Monday, April 09, 2012


Another excellent student post from Wendel Manula:

Walker, F. X. (2000). Affrilachia. Lexington, KY: Old Cove Press.

This blog entry will explore Affrilachia by Frank X. Walker. It will consider the power of poetry to capture various kinds relationships in contemporary Black American experience – here in Kentucky – in an unrestrained fashion. This resultant panoply lies at the heart of Walker’s poetry.

The poems in Affrilachia are lyrics that express Walker the poet’s emotional response to relationships between people, experiences and things. For instance “Death by Basketball” presents the dream of a small boy to be a basketball star who plays ‘air basketball’ when he gets off the school bus and under the street lights in the evening during the latter which he is killed by a stray bullet in a drug pushers’ shootout. The poem gets its cadence from random alternation of 3,4, 5 and 6 syllable lines that when read give the sensation of a person dribbling a basketball.
“Fireproof” recounts the faithfulness of a black congregation as it rebuilds their torched church. The using the same 3,4,5 and 6 syllabic line configuration of “Death by Basketball.” But "Fireproof" has a smoothness and a forward driving pulse that replicates the persistence of the congregation’s faith. In the last stanza, Walker uses 3,3,2,4,2 syllable lines

church people
are fireproof
and Faith
won’t just go up
in smoke

to iterate a turning of the product of fire – smoke – and paradoxically figurate faith’s indestructibility.
These poems show Walker’s mastery of simple diction to convey how people feel and believe and the consequences. They are not abstract. Consistent with this, the third poem chosen for this blog, “Breakfast in Hazard,” is an homage to Carl Sandburg’s poem “Fog.” But instead of a cat metaphor Walker plays with a food image of gravy over biscuits and spider spun webs to convey the pervasiveness and blanketing quality of this weather phenomenon. Comprised of an eleven and a ten stanza – two in all – , the cadence is light and airy and Walker leverages his Kentucky images to have some fun as well as localize Frost’s poem.

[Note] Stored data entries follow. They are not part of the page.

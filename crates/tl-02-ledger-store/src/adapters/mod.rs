//! Storage adapters implementing [`KeyValueStore`](crate::ports::KeyValueStore).

pub mod file;
pub mod memory;
#[cfg(feature = "rocksdb")]
pub mod rocks;

pub use file::FileBackedKVStore;
pub use memory::InMemoryKVStore;
#[cfg(feature = "rocksdb")]
pub use rocks::{RocksDbConfig, RocksDbStore};
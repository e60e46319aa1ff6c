//! # Canonical Encoding
//!
//! The byte layout signed by clients and re-derived by every replica.
//! Layout rules:
//!
//! - the payload starts with a length-prefixed domain tag, so a signature
//!   for one request kind is never valid for another
//! - byte strings are a `u64` big-endian length followed by the bytes
//! - integers are fixed-width big-endian
//! - an optional field is one presence byte (`0` absent, `1` present)
//!   followed by the value when present
//!
//! Field order is fixed by the caller's encoding function, never by a
//! serializer's map ordering.

/// Builder for canonical signing payloads.
#[derive(Debug, Clone)]
pub struct CanonicalEncoder {
    buf: Vec<u8>,
}

impl CanonicalEncoder {
    pub fn new(domain: &str) -> Self {
        Self {
            buf: Vec::with_capacity(128),
        }
        .str(domain)
    }

    pub fn bytes(mut self, value: &[u8]) -> Self {
        self.buf.extend_from_slice(&(value.len() as u64).to_be_bytes());
        self.buf.extend_from_slice(value);
        self
    }

    pub fn str(self, value: &str) -> Self {
        self.bytes(value.as_bytes())
    }

    pub fn u8(mut self, value: u8) -> Self {
        self.buf.push(value);
        self
    }

    pub fn u64(mut self, value: u64) -> Self {
        self.buf.extend_from_slice(&value.to_be_bytes());
        self
    }

    pub fn i64(mut self, value: i64) -> Self {
        self.buf.extend_from_slice(&value.to_be_bytes());
        self
    }

    pub fn optional<T>(self, value: Option<T>, encode: impl FnOnce(Self, T) -> Self) -> Self {
        match value {
            None => self.u8(0),
            Some(inner) => encode(self.u8(1), inner),
        }
    }

    pub fn finish(self) -> Vec<u8> {
        self.buf
    }
}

I enjoyed Walker's poems because they tap into the potentials of contemporary black experience. I have at various points in my life been involved with Blacks here in the U.S. Most recently, I have been assisting in the building of a mission in Zambia. In both cases, I find it wonderful that Walker has so accurately captured what to me is the beauty and complexity of the Black persona and consciousness.

Big Question: How and why does the title Affralachia connect the poetry therein to the region where it was spawned as well as to other parts of the U.S. and the world?